## WHAT YOU ARE ASKED TO DO:
Set down the entries below exactly as written.

## SUPPLIED MATERIAL:
☆ ☆ ☆ ☆ ☆ ☆ ☆
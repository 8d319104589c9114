// Copyright 2024 The ChromiumOS Authors
// Use of this source code is governed by a BSD-style license that can be
// found in the LICENSE file.

//! Buffer exchange with the capture queue of a V4L2 video node.

use std::fs::File;
use std::io;
use std::os::fd::AsRawFd;
use std::os::fd::RawFd;

use v4l2r::bindings::v4l2_requestbuffers;
use v4l2r::ioctl::IntoErrno;
use v4l2r::ioctl::V4l2Buffer;
use v4l2r::ioctl::V4l2PlanesWithBacking;
use v4l2r::ioctl::V4l2PlanesWithBackingMut;
use v4l2r::memory::MemoryType;
use v4l2r::QueueType;

use crate::mapping::MappedRegion;
use crate::poll::wait_readable;
use crate::poll::Readiness;

/// Description of a buffer exchanged with the kernel, rebuilt for every queue and dequeue.
#[derive(Debug, Clone, PartialEq, Eq)]
pub struct KernelBuffer {
    pub index: u32,
    pub queue: QueueType,
    pub memory: MemoryType,
    /// Backing dmabuf, for `MemoryType::DmaBuf` buffers only.
    pub fd: Option<RawFd>,
    pub length: u32,
    pub bytes_used: u32,
}

impl KernelBuffer {
    pub fn new(queue: QueueType, index: u32) -> Self {
        Self {
            index,
            queue,
            memory: MemoryType::Mmap,
            fd: None,
            length: 0,
            bytes_used: 0,
        }
    }
}

/// Format currently set on the capture queue.
#[derive(Debug, Clone, Copy, PartialEq, Eq)]
pub struct NodeFormat {
    pub pixel_format: u32,
    pub width: u32,
    pub height: u32,
    /// Size in bytes of the first plane of a buffer.
    pub size_image: u32,
}

/// The kernel buffer protocol of a capture queue.
pub trait CaptureQueue: Send {
    fn queue_type(&self) -> QueueType;
    fn format(&self) -> io::Result<NodeFormat>;
    /// Allocate `count` buffers, or free all of them if `count` is zero. Returns the number of
    /// buffers granted by the driver.
    fn request_buffers(&mut self, memory: MemoryType, count: u32) -> io::Result<u32>;
    /// Map the first plane of MMAP buffer `index`.
    fn map_buffer(&self, index: u32) -> io::Result<MappedRegion>;
    fn queue_buffer(&mut self, buffer: &KernelBuffer) -> io::Result<()>;
    fn dequeue_buffer(&mut self, memory: MemoryType) -> io::Result<KernelBuffer>;
    /// Block until a buffer can be dequeued or the queue signals an error.
    fn wait_ready(&self) -> io::Result<Readiness>;
}

fn errno_to_io<E: IntoErrno>(e: E) -> io::Error {
    io::Error::from_raw_os_error(e.into_errno())
}

/// Read the current format of `queue` on `fd`.
pub fn node_format<F: AsRawFd>(fd: &F, queue: QueueType) -> io::Result<NodeFormat> {
    let format: v4l2r::Format = v4l2r::ioctl::g_fmt(fd, queue).map_err(errno_to_io)?;

    Ok(NodeFormat {
        pixel_format: format.pixelformat.into(),
        width: format.width,
        height: format.height,
        size_image: format.plane_fmt.first().map(|p| p.sizeimage).unwrap_or(0),
    })
}

/// Capture queue of an opened V4L2 video node.
pub struct V4l2CaptureNode {
    file: File,
    queue: QueueType,
}

impl V4l2CaptureNode {
    pub fn new(file: File, queue: QueueType) -> Self {
        Self { file, queue }
    }
}

impl CaptureQueue for V4l2CaptureNode {
    fn queue_type(&self) -> QueueType {
        self.queue
    }

    fn format(&self) -> io::Result<NodeFormat> {
        node_format(&self.file, self.queue)
    }

    fn request_buffers(&mut self, memory: MemoryType, count: u32) -> io::Result<u32> {
        let reqbufs: v4l2_requestbuffers =
            v4l2r::ioctl::reqbufs(&self.file, self.queue, memory, count).map_err(errno_to_io)?;

        Ok(reqbufs.count)
    }

    fn map_buffer(&self, index: u32) -> io::Result<MappedRegion> {
        let buffer: V4l2Buffer =
            v4l2r::ioctl::querybuf(&self.file, self.queue, index as usize).map_err(errno_to_io)?;

        let (offset, length) = match buffer.planes_with_backing_iter() {
            V4l2PlanesWithBacking::Mmap(mut planes) => planes
                .next()
                .map(|plane| (plane.mem_offset(), *plane.length)),
            _ => None,
        }
        .ok_or_else(|| {
            io::Error::new(
                io::ErrorKind::InvalidData,
                format!("buffer {} has no MMAP plane", index),
            )
        })?;

        Ok(MappedRegion::new(&self.file, length as usize, offset as u64)?)
    }

    fn queue_buffer(&mut self, buffer: &KernelBuffer) -> io::Result<()> {
        let mut v4l2_buffer = V4l2Buffer::new(self.queue, buffer.index, buffer.memory);

        match v4l2_buffer.planes_with_backing_iter_mut() {
            V4l2PlanesWithBackingMut::DmaBuf(mut planes) => {
                let fd = buffer.fd.ok_or_else(|| {
                    io::Error::new(io::ErrorKind::InvalidInput, "DMABUF buffer without fd")
                })?;
                if let Some(mut plane) = planes.next() {
                    plane.set_fd(fd);
                    *plane.length = buffer.length;
                }
            }
            V4l2PlanesWithBackingMut::Mmap(mut planes) => {
                if let Some(mut plane) = planes.next() {
                    *plane.length = buffer.length;
                }
            }
            _ => {
                return Err(io::Error::new(
                    io::ErrorKind::InvalidInput,
                    "unsupported memory type",
                ))
            }
        }

        let _: V4l2Buffer = v4l2r::ioctl::qbuf(&self.file, v4l2_buffer).map_err(errno_to_io)?;

        Ok(())
    }

    fn dequeue_buffer(&mut self, memory: MemoryType) -> io::Result<KernelBuffer> {
        let v4l2_buffer: V4l2Buffer =
            v4l2r::ioctl::dqbuf(&self.file, self.queue).map_err(errno_to_io)?;
        let plane = v4l2_buffer.get_first_plane();

        Ok(KernelBuffer {
            index: v4l2_buffer.index(),
            queue: self.queue,
            memory,
            fd: None,
            length: *plane.length,
            bytes_used: *plane.bytesused,
        })
    }

    fn wait_ready(&self) -> io::Result<Readiness> {
        wait_readable(&self.file)
    }
}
☆ ☆ ☆ ☆ ☆ ☆ ☆
## EXERCISE ANSWER:
repository 8d319104589c9114
// Copyright 2024 The ChromiumOS Authors
// Use of this source code is governed by a BSD-style license that can be
// found in the LICENSE file.

//! Buffer exchange with the capture queue of a V4L2 video node.

use std::fs::File;
use std::io;
use std::os::fd::AsRawFd;
use std::os::fd::RawFd;

use v4l2r::bindings::v4l2_requestbuffers;
use v4l2r::ioctl::IntoErrno;
use v4l2r::ioctl::V4l2Buffer;
use v4l2r::ioctl::V4l2PlanesWithBacking;
use v4l2r::ioctl::V4l2PlanesWithBackingMut;
use v4l2r::memory::MemoryType;
use v4l2r::QueueType;

use crate::mapping::MappedRegion;
use crate::poll::wait_readable;
use crate::poll::Readiness;

/// Description of a buffer exchanged with the kernel, rebuilt for every queue and dequeue.
#[derive(Debug, Clone, PartialEq, Eq)]
pub struct KernelBuffer {
    pub index: u32,
    pub queue: QueueType,
    pub memory: MemoryType,
    /// Backing dmabuf, for `MemoryType::DmaBuf` buffers only.
    pub fd: Option<RawFd>,
    pub length: u32,
    pub bytes_used: u32,
}

impl KernelBuffer {
    pub fn new(queue: QueueType, index: u32) -> Self {
        Self {
            index,
            queue,
            memory: MemoryType::Mmap,
            fd: None,
            length: 0,
            bytes_used: 0,
        }
    }
}

/// Format currently set on the capture queue.
#[derive(Debug, Clone, Copy, PartialEq, Eq)]
pub struct NodeFormat {
    pub pixel_format: u32,
    pub width: u32,
    pub height: u32,
    /// Size in bytes of the first plane of a buffer.
    pub size_image: u32,
}

/// The kernel buffer protocol of a capture queue.
pub trait CaptureQueue: Send {
    fn queue_type(&self) -> QueueType;
    fn format(&self) -> io::Result<NodeFormat>;
    /// Allocate `count` buffers, or free all of them if `count` is zero. Returns the number of
    /// buffers granted by the driver.
    fn request_buffers(&mut self, memory: MemoryType, count: u32) -> io::Result<u32>;
    /// Map the first plane of MMAP buffer `index`.
    fn map_buffer(&self, index: u32) -> io::Result<MappedRegion>;
    fn queue_buffer(&mut self, buffer: &KernelBuffer) -> io::Result<()>;
    fn dequeue_buffer(&mut self, memory: MemoryType) -> io::Result<KernelBuffer>;
    /// Block until a buffer can be dequeued or the queue signals an error.
    fn wait_ready(&self) -> io::Result<Readiness>;
}

fn errno_to_io<E: IntoErrno>(e: E) -> io::Error {
    io::Error::from_raw_os_error(e.into_errno())
}

/// Read the current format of `queue` on `fd`.
pub fn node_format<F: AsRawFd>(fd: &F, queue: QueueType) -> io::Result<NodeFormat> {
    let format: v4l2r::Format = v4l2r::ioctl::g_fmt(fd, queue).map_err(errno_to_io)?;

    Ok(NodeFormat {
        pixel_format: format.pixelformat.into(),
        width: format.width,
        height: format.height,
        size_image: format.plane_fmt.first().map(|p| p.sizeimage).unwrap_or(0),
    })
}

/// Capture queue of an opened V4L2 video node.
pub struct V4l2CaptureNode {
    file: File,
    queue: QueueType,
}

impl V4l2CaptureNode {
    pub fn new(file: File, queue: QueueType) -> Self {
        Self { file, queue }
    }
}

impl CaptureQueue for V4l2CaptureNode {
    fn queue_type(&self) -> QueueType {
        self.queue
    }

    fn format(&self) -> io::Result<NodeFormat> {
        node_format(&self.file, self.queue)
    }

    fn request_buffers(&mut self, memory: MemoryType, count: u32) -> io::Result<u32> {
        let reqbufs: v4l2_requestbuffers =
            v4l2r::ioctl::reqbufs(&self.file, self.queue, memory, count).map_err(errno_to_io)?;

        Ok(reqbufs.count)
    }

    fn map_buffer(&self, index: u32) -> io::Result<MappedRegion> {
        let buffer: V4l2Buffer =
            v4l2r::ioctl::querybuf(&self.file, self.queue, index as usize).map_err(errno_to_io)?;

        let (offset, length) = match buffer.planes_with_backing_iter() {
            V4l2PlanesWithBacking::Mmap(mut planes) => planes
                .next()
                .map(|plane| (plane.mem_offset(), *plane.length)),
            _ => None,
        }
        .ok_or_else(|| {
            io::Error::new(
                io::ErrorKind::InvalidData,
                format!("buffer {} has no MMAP plane", index),
            )
        })?;

        Ok(MappedRegion::new(&self.file, length as usize, offset as u64)?)
    }

    fn queue_buffer(&mut self, buffer: &KernelBuffer) -> io::Result<()> {
        let mut v4l2_buffer = V4l2Buffer::new(self.queue, buffer.index, buffer.memory);

        match v4l2_buffer.planes_with_backing_iter_mut() {
            V4l2PlanesWithBackingMut::DmaBuf(mut planes) => {
                let fd = buffer.fd.ok_or_else(|| {
                    io::Error::new(io::ErrorKind::InvalidInput, "DMABUF buffer without fd")
                })?;
                if let Some(mut plane) = planes.next() {
                    plane.set_fd(fd);
                    *plane.length = buffer.length;
                }
            }
            V4l2PlanesWithBackingMut::Mmap(mut planes) => {
                if let Some(mut plane) = planes.next() {
                    *plane.length = buffer.length;
                }
            }
            _ => {
                return Err(io::Error::new(
                    io::ErrorKind::InvalidInput,
                    "unsupported memory type",
                ))
            }
        }

        let _: V4l2Buffer = v4l2r::ioctl::qbuf(&self.file, v4l2_buffer).map_err(errno_to_io)?;

        Ok(())
    }

    fn dequeue_buffer(&mut self, memory: MemoryType) -> io::Result<KernelBuffer> {
        let v4l2_buffer: V4l2Buffer =
            v4l2r::ioctl::dqbuf(&self.file, self.queue).map_err(errno_to_io)?;
        let plane = v4l2_buffer.get_first_plane();

        Ok(KernelBuffer {
            index: v4l2_buffer.index(),
            queue: self.queue,
            memory,
            fd: None,
            length: *plane.length,
            bytes_used: *plane.bytesused,
        })
    }

    fn wait_ready(&self) -> io::Result<Readiness> {
        wait_readable(&self.file)
    }
}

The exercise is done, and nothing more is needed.